The study has several implications for midwifery practice, administration, and education. Nurses and midwives should prioritize ANC, promote community outreach programs, and ensure the availability of life-saving interventions for PPH. Nursing administrators should strengthen emergency referral systems and implement training programs for transport providers. Nursing education should incorporate comprehensive modules on maternal health and encourage critical thinking through case studies and practical simulations.

5. Study Limitations

This study has a few limitations that should be acknowledged. First, it was a retrospective study, which relied on existing hospital records. This can introduce potential issues with data quality, as some records may have been incomplete or missing critical information. Second, the study was conducted at a single urban referral hospital, which may not be representative of maternal mortality determinants in rural or other urban settings in Zambia. Therefore, the findings may have limited generalizability to the wider Zambian population. Lastly, due to the nature of a case-control study, it is challenging to establish a direct causal relationship between the identified factors and maternal mortality.

6. Conclusion

This study investigated the determinants of maternal mortality at Women and Newborn Hospital in Lusaka, Zambia. The study revealed that most maternal mortality cases occurred during the postpartum period and that the second delay was the most common type of delay. Age, ANC visits, PPH, delays in reaching the hospital, and promptly receiving treatment were the key determinants of maternal mortality. These factors suggest the need for comprehensive interventions that address both the quality and accessibility of healthcare in the district.
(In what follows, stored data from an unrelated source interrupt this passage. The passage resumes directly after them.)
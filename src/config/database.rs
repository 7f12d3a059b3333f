//! Database configuration

use serde::Deserialize;
use std::time::Duration;

use super::error::ValidationError;

/// PostgreSQL pool settings. When the whole section is absent the service
/// runs on in-memory adapters.
#[derive(Debug, Clone, Deserialize)]
pub struct DatabaseConfig {
    /// PostgreSQL connection URL
    pub url: String,

    #[serde(default = "default_min_connections")]
    pub min_connections: u32,

    #[serde(default = "default_max_connections")]
    pub max_connections: u32,

    /// Connection acquire timeout in seconds
    #[serde(default = "default_acquire_timeout")]
    pub acquire_timeout_secs: u64,

    /// Idle connection timeout in seconds
    #[serde(default = "default_idle_timeout")]
    pub idle_timeout_secs: u64,

    /// Apply pending migrations on startup
    #[serde(default = "default_run_migrations")]
    pub run_migrations: bool,
}

impl DatabaseConfig {
    pub fn acquire_timeout(&self) -> Duration {
        Duration::from_secs(self.acquire_timeout_secs)
    }

    pub fn idle_timeout(&self) -> Duration {
        Duration::from_secs(self.idle_timeout_secs)
    }

    /// The URL with any password replaced, safe to log.
    pub fn redacted_url(&self) -> String {
        let Some((scheme, rest)) = self.url.split_once("://") else {
            return self.url.clone();
        };
        match rest.split_once('@') {
            Some((credentials, host)) => {
                let user = credentials.split(':').next().unwrap_or_default();
                format!("{}://{}:***@{}", scheme, user, host)
            }
            None => self.url.clone(),
        }
    }

    /// Validate database configuration
    pub fn validate(&self) -> Result<(), ValidationError> {
        if self.url.is_empty() {
            return Err(ValidationError::MissingRequired("DATABASE__URL"));
        }
        if !self.url.starts_with("postgres://") && !self.url.starts_with("postgresql://") {
            return Err(ValidationError::InvalidDatabaseUrl);
        }
        if self.min_connections > self.max_connections {
            return Err(ValidationError::InvalidPoolSize);
        }
        if self.max_connections > 100 {
            return Err(ValidationError::PoolSizeTooLarge);
        }
        Ok(())
    }
}

impl Default for DatabaseConfig {
    fn default() -> Self {
        Self {
            url: String::new(),
            min_connections: default_min_connections(),
            max_connections: default_max_connections(),
            acquire_timeout_secs: default_acquire_timeout(),
            idle_timeout_secs: default_idle_timeout(),
            run_migrations: default_run_migrations(),
        }
    }
}

fn default_min_connections() -> u32 {
    1
}

fn default_max_connections() -> u32 {
    10
}

fn default_acquire_timeout() -> u64 {
    5
}

fn default_idle_timeout() -> u64 {
    600
}

fn default_run_migrations() -> bool {
    true
}
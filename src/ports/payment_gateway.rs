//! Payment gateway port.
//!
//! Contract for the external processor that holds payment intents. The
//! checkout flow only ever creates, inspects and cancels intents; the
//! shopper confirms them with the processor directly, so card data never
//! passes through here.

use async_trait::async_trait;
use serde::{Deserialize, Serialize};

use crate::domain::checkout::{PaymentInfo, PaymentIntent, PaymentIntentStatus};

pub use crate::domain::checkout::{PaymentError, PaymentErrorCode};

/// Port for payment processor integrations.
///
/// Implementations must honor `idempotency_key`: two creates with the same
/// key return the same intent.
#[async_trait]
pub trait PaymentGateway: Send + Sync {
    /// Create a payment intent for the given amount.
    async fn create_payment_intent(
        &self,
        request: CreatePaymentIntentRequest,
    ) -> Result<PaymentIntent, PaymentError>;

    async fn retrieve_payment_intent(&self, intent_id: &str)
        -> Result<PaymentIntent, PaymentError>;

    /// Cancel an intent that has not been captured.
    async fn cancel_payment_intent(&self, intent_id: &str) -> Result<PaymentIntent, PaymentError>;

    /// Verify a webhook signature and parse the event.
    async fn verify_webhook(
        &self,
        payload: &[u8],
        signature: &str,
    ) -> Result<WebhookEvent, PaymentError>;
}

/// Request to create a payment intent.
#[derive(Debug, Clone)]
pub struct CreatePaymentIntentRequest {
    pub info: PaymentInfo,

    /// Key the processor uses to collapse retried creates.
    pub idempotency_key: Option<String>,

    pub description: Option<String>,

    /// Tracking number stored in the intent's metadata.
    pub order_tracking_number: Option<String>,
}

impl CreatePaymentIntentRequest {
    pub fn new(info: PaymentInfo) -> Self {
        Self {
            info,
            idempotency_key: None,
            description: None,
            order_tracking_number: None,
        }
    }

    /// Ties the intent to an order: the tracking number doubles as the
    /// idempotency key.
    pub fn for_order(info: PaymentInfo, tracking_number: &str) -> Self {
        Self {
            info,
            idempotency_key: Some(format!("order-{}", tracking_number)),
            description: Some(format!("Order {}", tracking_number)),
            order_tracking_number: Some(tracking_number.to_string()),
        }
    }
}

/// Webhook event from the processor.
#[derive(Debug, Clone, Serialize, Deserialize)]
pub struct WebhookEvent {
    /// Event ID from the processor (evt_...).
    pub id: String,

    pub event_type: WebhookEventType,

    pub data: WebhookEventData,

    /// Unix timestamp.
    pub created_at: i64,

    /// Untouched event body, kept for the ledger.
    pub raw: serde_json::Value,
}

/// Event types the checkout flow reacts to.
#[derive(Debug, Clone, PartialEq, Eq, Serialize, Deserialize)]
#[serde(rename_all = "snake_case")]
pub enum WebhookEventType {
    PaymentIntentSucceeded,

    PaymentIntentPaymentFailed,

    PaymentIntentCanceled,

    Unknown(String),
}

impl WebhookEventType {
    pub fn parse(s: &str) -> Self {
        match s {
            "payment_intent.succeeded" => Self::PaymentIntentSucceeded,
            "payment_intent.payment_failed" => Self::PaymentIntentPaymentFailed,
            "payment_intent.canceled" => Self::PaymentIntentCanceled,
            other => Self::Unknown(other.to_string()),
        }
    }

    pub fn as_str(&self) -> &str {
        match self {
            Self::PaymentIntentSucceeded => "payment_intent.succeeded",
            Self::PaymentIntentPaymentFailed => "payment_intent.payment_failed",
            Self::PaymentIntentCanceled => "payment_intent.canceled",
            Self::Unknown(s) => s,
        }
    }
}

/// Webhook payload.
#[derive(Debug, Clone, Serialize, Deserialize)]
#[serde(tag = "type")]
pub enum WebhookEventData {
    #[serde(rename = "payment_intent")]
    PaymentIntent {
        intent_id: String,
        status: PaymentIntentStatus,
        amount: i64,
        currency: String,
        order_tracking_number: Option<String>,
        /// Processor's message for the last failed attempt.
        failure_message: Option<String>,
    },

    #[serde(rename = "raw")]
    Raw { json: String },
}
Strategies to reduce maternal mortality should focus on improving ANC, preventing and managing PPH, enhancing emergency transport, and reducing delays at health facilities by implementing effective triage systems and prioritizing emergency cases.

Acknowledgements

I wish to express my special thanks to Dr. Sebean Mayimbo and Ms. Susan Mutemwa for encouraging and correcting my work. To my relatives and friends, I am deeply grateful for your understanding and patience during the course of this research. Finally, the statistical input from Mr. Alex Mulumba was very helpful and appreciated.

Conflicts of Interest

The authors declare that the research was conducted in the absence of any commercial or financial relationships that could be construed as a potential conflict of interest.